Les étoiles dans le caniveau

Parias à Paris

Paris, juin 2021

 

 

Cette histoire est la suite de la nouvelle d’anticipation (démocratique et populaire) « Paris sur-saine », du même auteur,  parue en 2017 et que vous pouvez retrouver ici-même 

 

 

 

Pierre eut le cœur qui se serra d’un coup en ouvrant la boîte aux lettres. Les mains tremblantes, il se saisit de l’enveloppe et la déchira pour l’ouvrir. Elle portait la mention « Mairie de Paris, Service P.S. », et il craignait hélas d’en connaitre le contenu.
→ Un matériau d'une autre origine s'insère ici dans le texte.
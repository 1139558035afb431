mod cli;
mod commands;
mod logging;

use cli::{CheckParams, TypesParams, build_cli};

fn main() {
    let matches = build_cli().get_matches();

    match matches.subcommand() {
        Some(("types", m)) => {
            let params = TypesParams::from_matches(m);
            logging::init(params.verbose);
            commands::types::run(params.into());
        }
        Some(("check", m)) => {
            let params = CheckParams::from_matches(m);
            logging::init(params.verbose);
            commands::check::run(params.into());
        }
        _ => unreachable!("clap should have caught this"),
    }
}
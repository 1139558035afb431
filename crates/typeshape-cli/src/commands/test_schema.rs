use std::fs;
use std::path::PathBuf;

use indoc::indoc;
use tempfile::TempDir;

pub const SHOP_SCHEMA: &str = indoc! {r#"
    {
      "types": [
        { "kind": "string", "name": "string" },
        { "kind": "pointer", "elem": 0 },
        {
          "kind": "struct",
          "name": "Customer",
          "pkg": "example.com/shop",
          "fields": [
            { "name": "Name", "type": 0 },
            { "name": "Nick", "type": 1 },
            { "name": "token", "type": 0 }
          ]
        },
        {
          "kind": "struct",
          "name": "Order",
          "pkg": "example.com/shop",
          "fields": [
            { "name": "Buyer", "type": 2 },
            { "name": "Notes", "type": 4 },
            { "name": "At", "type": 5 }
          ]
        },
        { "kind": "slice", "elem": 0 },
        {
          "kind": "struct",
          "name": "Instant",
          "pkg": "example.org/clock",
          "fields": [{ "name": "Nanos", "type": 6 }]
        },
        { "kind": "int64", "name": "int64" }
      ],
      "roots": [3]
    }
"#};

/// Write `json` to `schema.json` inside a fresh temp dir.
pub fn write_schema(json: &str) -> (TempDir, PathBuf) {
    let dir = TempDir::new().unwrap();
    let path = dir.path().join("schema.json");
    fs::write(&path, json).unwrap();
    (dir, path)
}
impl TypeGraph {
    pub fn new() -> Self {
        Self::default()
    }

    /// Wrap descriptors without checking them; call [`validate`](Self::validate) before use.
    pub fn from_defs(defs: Vec<TypeDef>) -> Self {
        Self { defs }
    }

    pub(crate) fn push(&mut self, def: TypeDef) -> TypeId {
        let id = TypeId(self.defs.len() as u32);
        self.defs.push(def);
        id
    }

    pub(crate) fn defs_mut(&mut self) -> &mut Vec<TypeDef> {
        &mut self.defs
    }

    pub(crate) fn def_mut(&mut self, id: TypeId) -> &mut TypeDef {
        self.ensure_def_mut(id)
    }

    pub fn len(&self) -> usize {
        self.defs.len()
    }

    pub fn is_empty(&self) -> bool {
        self.defs.is_empty()
    }

    pub fn get(&self, id: TypeId) -> Option<&TypeDef> {
        self.defs.get(id.index())
    }

    /// Descriptor for an id known to be in the graph.
    pub fn def(&self, id: TypeId) -> &TypeDef {
        self.ensure_def(id)
    }

    pub fn kind(&self, id: TypeId) -> TypeKind {
        self.def(id).kind
    }

    pub fn ids(&self) -> impl Iterator<Item = TypeId> + '_ {
        (0..self.defs.len() as u32).map(TypeId)
    }

    pub fn iter(&self) -> impl Iterator<Item = (TypeId, &TypeDef)> {
        self.defs
            .iter()
            .enumerate()
            .map(|(i, def)| (TypeId(i as u32), def))
    }

    /// Element type of a pointer, slice, array, chan or map.
    pub fn elem(&self, id: TypeId) -> TypeId {
        self.ensure_elem(id)
    }

    /// Key type of a map.
    pub fn key(&self, id: TypeId) -> TypeId {
        self.ensure_key(id)
    }

    /// Strip one level of pointer indirection.
    pub fn deref(&self, id: TypeId) -> TypeId {
        match self.kind(id) {
            TypeKind::Pointer => self.elem(id),
            _ => id,
        }
    }

    /// Look a descriptor up by printable signature or declared name.
    pub fn find(&self, name: &str) -> Option<TypeId> {
        self.ids()
            .find(|&id| self.display(id) == name)
            .or_else(|| self.ids().find(|&id| self.def(id).name == name))
    }

    /// Printable signature: `pkg.Name` for named types, structural text otherwise.
    pub fn display(&self, id: TypeId) -> String {
        let mut out = String::new();
        self.write_display(id, Qualify::Package, &mut out);
        out
    }

    /// Like [`display`](Self::display), but named types carry their full
    /// package path. This is the spelling used for generic type arguments.
    pub fn qualified_display(&self, id: TypeId) -> String {
        let mut out = String::new();
        self.write_display(id, Qualify::FullPath, &mut out);
        out
    }

    fn write_display(&self, id: TypeId, q: Qualify, out: &mut String) {
        let def = self.def(id);
        if def.is_named() {
            if !def.pkg_path.is_empty() {
                match q {
                    Qualify::Package => out.push_str(last_segment(&def.pkg_path)),
                    Qualify::FullPath => out.push_str(&def.pkg_path),
                }
                out.push('.');
            }
            out.push_str(&def.name);
            return;
        }

        match def.kind {
            TypeKind::Bool
            | TypeKind::Int
            | TypeKind::Int8
            | TypeKind::Int16
            | TypeKind::Int32
            | TypeKind::Int64
            | TypeKind::Uint
            | TypeKind::Uint8
            | TypeKind::Uint16
            | TypeKind::Uint32
            | TypeKind::Uint64
            | TypeKind::Uintptr
            | TypeKind::Float32
            | TypeKind::Float64
            | TypeKind::Complex64
            | TypeKind::Complex128
            | TypeKind::String
            | TypeKind::UnsafePointer => {
                out.push_str(def.kind.predeclared_name().unwrap_or_default());
            }
            TypeKind::Pointer => {
                out.push('*');
                self.write_display(self.elem(id), q, out);
            }
            TypeKind::Slice => {
                out.push_str("[]");
                self.write_display(self.elem(id), q, out);
            }
            TypeKind::Array => {
                let _ = write!(out, "[{}]", def.len.unwrap_or(0));
                self.write_display(self.elem(id), q, out);
            }
            TypeKind::Chan => {
                out.push_str("chan ");
                self.write_display(self.elem(id), q, out);
            }
            TypeKind::Map => {
                out.push_str("map[");
                self.write_display(self.key(id), q, out);
                out.push(']');
                self.write_display(self.elem(id), q, out);
            }
            TypeKind::Func => {
                out.push_str("func");
                let empty = Signature::default();
                self.write_signature(def.signature.as_ref().unwrap_or(&empty), q, out);
            }
            TypeKind::Interface if def.methods.is_empty() => out.push_str("interface {}"),
            TypeKind::Interface => {
                out.push_str("interface {");
                for (i, method) in def.methods.iter().enumerate() {
                    out.push_str(if i == 0 { " " } else { "; " });
                    out.push_str(&method.name);
                    self.write_signature(&method.signature, q, out);
                }
                out.push_str(" }");
            }
            TypeKind::Struct if def.fields.is_empty() => out.push_str("struct {}"),
            TypeKind::Struct => {
                out.push_str("struct {");
                for (i, field) in def.fields.iter().enumerate() {
                    out.push_str(if i == 0 { " " } else { "; " });
                    if !field.anonymous {
                        out.push_str(&field.name);
                        out.push(' ');
                    }
                    self.write_display(field.ty, q, out);
                }
                out.push_str(" }");
            }
        }
    }

    fn write_signature(&self, signature: &Signature, q: Qualify, out: &mut String) {
        out.push('(');
        for (i, &param) in signature.params.iter().enumerate() {
            if i > 0 {
                out.push_str(", ");
            }
            self.write_display(param, q, out);
        }
        out.push(')');

        match signature.results.as_slice() {
            [] => {}
            [single] => {
                out.push(' ');
                self.write_display(*single, q, out);
            }
            many => {
                out.push_str(" (");
                for (i, &result) in many.iter().enumerate() {
                    if i > 0 {
                        out.push_str(", ");
                    }
                    self.write_display(result, q, out);
                }
                out.push(')');
            }
        }
    }

    /// Exported methods reachable through `form`, sorted by name.
    ///
    /// Methods of embedded fields are promoted level by level; a name found at
    /// a shallower embedding depth shadows deeper ones.
    pub fn method_set(&self, id: TypeId, form: Form) -> Vec<&Method> {
        let mut methods: Vec<&Method> = Vec::new();
        let mut seen: HashSet<&str> = HashSet::new();
        let mut visited: HashSet<TypeId> = HashSet::new();
        let mut level = vec![(id, form)];

        while !level.is_empty() {
            let mut next = Vec::new();
            let mut found = Vec::new();

            for (id, form) in level {
                if !visited.insert(id) {
                    continue;
                }
                let def = self.def(id);
                found.extend(
                    def.methods
                        .iter()
                        .filter(|m| m.is_exported() && in_method_set(def.kind, form, m)),
                );

                if def.kind != TypeKind::Struct {
                    continue;
                }
                for field in def.fields.iter().filter(|f| f.anonymous) {
                    let embedded_form = match self.kind(field.ty) {
                        TypeKind::Pointer => Form::Pointer,
                        _ => form,
                    };
                    next.push((self.deref(field.ty), embedded_form));
                }
            }

            for method in found {
                if seen.insert(method.name.as_str()) {
                    methods.push(method);
                }
            }
            level = next;
        }

        methods.sort_by(|a, b| a.name.cmp(&b.name));
        methods
    }

    /// Check references, per-kind shape, and structural cycles.
    pub fn validate(&self) -> Result<(), GraphError> {
        for (id, def) in self.iter() {
            check_shape(id, def)?;
            if let Some(to) = def.references().find(|to| self.get(*to).is_none()) {
                return Err(GraphError::DanglingReference { from: id, to });
            }
        }
        self.check_cycles()
    }

    /// Reject cycles that every traversal would follow forever.
    ///
    /// Named structs, interfaces and primitives terminate rendering (they are
    /// referenced by name). Method signatures are never rendered inline, so
    /// only component types are followed.
    fn check_cycles(&self) -> Result<(), GraphError> {
        #[derive(Clone, Copy, PartialEq, Eq)]
        enum Mark {
            New,
            Active,
            Done,
        }

        let mut marks = vec![Mark::New; self.defs.len()];
        for start in self.ids() {
            if marks[start.index()] != Mark::New {
                continue;
            }
            marks[start.index()] = Mark::Active;
            let mut stack = vec![(start, self.structural_edges(start))];

            while let Some((id, pending)) = stack.last_mut() {
                let id = *id;
                match pending.pop() {
                    Some(next) => match marks[next.index()] {
                        Mark::Active => return Err(GraphError::StructuralCycle { id: next }),
                        Mark::Done => {}
                        Mark::New => {
                            marks[next.index()] = Mark::Active;
                            stack.push((next, self.structural_edges(next)));
                        }
                    },
                    None => {
                        marks[id.index()] = Mark::Done;
                        stack.pop();
                    }
                }
            }
        }
        Ok(())
    }

    fn structural_edges(&self, id: TypeId) -> Vec<TypeId> {
        let def = self.def(id);
        let terminal = def.kind.is_primitive()
            || matches!(def.kind, TypeKind::Struct | TypeKind::Interface);
        if terminal && def.is_named() {
            return Vec::new();
        }
        let signature = def
            .signature
            .iter()
            .flat_map(|s| s.params.iter().chain(&s.results))
            .copied();
        def.key
            .into_iter()
            .chain(def.elem)
            .chain(signature)
            .chain(def.fields.iter().map(|f| f.ty))
            .collect()
    }
}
En ce mois de janvier 2040, quelques jours après son 63ème anniversaire, recevoir une lettre du service de la Protection des Seniors n’était pas bon signe…

 

Depuis une vingtaine d’années, Paris avait en effet entamé une lutte sans merci contre les seniors qui s’obstinaient encore à vouloir vivre dans la capitale. Au début, on avait commencé par faire disparaitre les cordonneries, les poissonneries et les merceries, en les remplaçant par des kebabs, des bars branchés, des vendeurs de chaussures de sport et des restaurants de Poke Bowls Hawaïens. Mais c’était là tout le problème : les seniors ne participaient pas, ou peu, à cette nouvelle économie et freinaient le développement harmonieux de la nouvelle cité ludique, démocratique et populaire voulue par la Mairie.

Ce n’est qu’après que l’offensive s’était véritablement amplifiée afin de pousser vraiment les seniors dehors : on avait fait subir un entrainement spécial aux vendeurs des boutiques et surtout aux serveurs des bars et des restaurants afin qu’ils parviennent à ignorer spécifiquement, au milieu des autres, les personnes de plus de 60 ans. Obtenir d’être servi en terrasse quand on avait le cheveu blanc relevait désormais de l’exploit.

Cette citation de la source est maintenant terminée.